◆ Your assignment ◆
Read through the listing below and copy each line in which the word "font" occurs.

◆ Available records ◆
------------------------

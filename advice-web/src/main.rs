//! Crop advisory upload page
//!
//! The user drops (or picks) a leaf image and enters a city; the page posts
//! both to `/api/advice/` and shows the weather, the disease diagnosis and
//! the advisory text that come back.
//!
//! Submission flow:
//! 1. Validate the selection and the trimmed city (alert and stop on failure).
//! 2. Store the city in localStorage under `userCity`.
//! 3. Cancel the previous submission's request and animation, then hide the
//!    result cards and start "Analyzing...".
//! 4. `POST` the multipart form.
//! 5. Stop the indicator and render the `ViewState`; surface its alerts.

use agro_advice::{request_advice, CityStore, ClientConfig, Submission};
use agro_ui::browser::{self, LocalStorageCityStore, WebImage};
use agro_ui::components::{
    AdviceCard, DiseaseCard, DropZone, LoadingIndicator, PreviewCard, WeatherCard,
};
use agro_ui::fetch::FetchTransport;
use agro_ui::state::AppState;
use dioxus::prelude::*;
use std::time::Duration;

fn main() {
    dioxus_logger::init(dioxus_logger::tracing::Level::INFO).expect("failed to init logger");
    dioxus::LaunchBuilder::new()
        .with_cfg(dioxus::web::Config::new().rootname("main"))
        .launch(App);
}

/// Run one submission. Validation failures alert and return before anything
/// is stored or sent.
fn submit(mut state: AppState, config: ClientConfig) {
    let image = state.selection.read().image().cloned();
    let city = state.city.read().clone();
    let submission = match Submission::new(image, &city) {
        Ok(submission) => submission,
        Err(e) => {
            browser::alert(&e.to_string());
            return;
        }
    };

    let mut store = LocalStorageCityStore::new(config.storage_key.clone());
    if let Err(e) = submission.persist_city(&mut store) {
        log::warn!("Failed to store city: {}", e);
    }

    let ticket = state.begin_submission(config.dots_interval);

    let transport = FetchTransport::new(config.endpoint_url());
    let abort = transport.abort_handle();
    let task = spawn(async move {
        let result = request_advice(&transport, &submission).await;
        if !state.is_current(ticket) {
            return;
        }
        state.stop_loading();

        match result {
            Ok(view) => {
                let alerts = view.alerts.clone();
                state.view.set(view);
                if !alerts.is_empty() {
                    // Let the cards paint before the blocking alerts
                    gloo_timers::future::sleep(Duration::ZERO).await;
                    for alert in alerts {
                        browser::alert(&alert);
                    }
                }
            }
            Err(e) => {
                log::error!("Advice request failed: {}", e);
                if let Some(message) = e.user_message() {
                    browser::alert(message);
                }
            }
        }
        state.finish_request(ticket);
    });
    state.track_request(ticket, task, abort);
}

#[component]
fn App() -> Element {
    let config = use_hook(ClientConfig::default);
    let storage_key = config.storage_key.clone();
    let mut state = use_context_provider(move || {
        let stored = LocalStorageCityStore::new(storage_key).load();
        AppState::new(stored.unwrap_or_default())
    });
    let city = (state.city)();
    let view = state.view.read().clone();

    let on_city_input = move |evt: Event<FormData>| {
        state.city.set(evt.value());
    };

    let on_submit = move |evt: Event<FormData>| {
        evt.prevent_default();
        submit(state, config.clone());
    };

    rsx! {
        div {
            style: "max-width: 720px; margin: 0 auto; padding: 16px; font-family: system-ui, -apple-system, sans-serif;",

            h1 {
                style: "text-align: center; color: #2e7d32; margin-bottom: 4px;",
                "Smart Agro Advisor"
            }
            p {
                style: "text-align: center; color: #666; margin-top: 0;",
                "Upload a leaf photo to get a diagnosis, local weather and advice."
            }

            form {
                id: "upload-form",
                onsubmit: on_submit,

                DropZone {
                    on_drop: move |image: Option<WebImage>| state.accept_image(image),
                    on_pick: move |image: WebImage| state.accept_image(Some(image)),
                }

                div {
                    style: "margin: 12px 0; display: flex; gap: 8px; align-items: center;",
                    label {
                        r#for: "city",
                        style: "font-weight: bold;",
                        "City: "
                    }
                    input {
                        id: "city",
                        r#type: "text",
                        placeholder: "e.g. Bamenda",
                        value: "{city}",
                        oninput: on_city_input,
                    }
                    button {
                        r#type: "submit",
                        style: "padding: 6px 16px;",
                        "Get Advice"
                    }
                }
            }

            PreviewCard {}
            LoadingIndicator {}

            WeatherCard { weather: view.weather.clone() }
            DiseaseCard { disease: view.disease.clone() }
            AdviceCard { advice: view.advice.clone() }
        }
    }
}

------------------------

◆ Answer box ◆
            style: "max-width: 720px; margin: 0 auto; padding: 16px; font-family: system-ui, -apple-system, sans-serif;",
                        style: "font-weight: bold;",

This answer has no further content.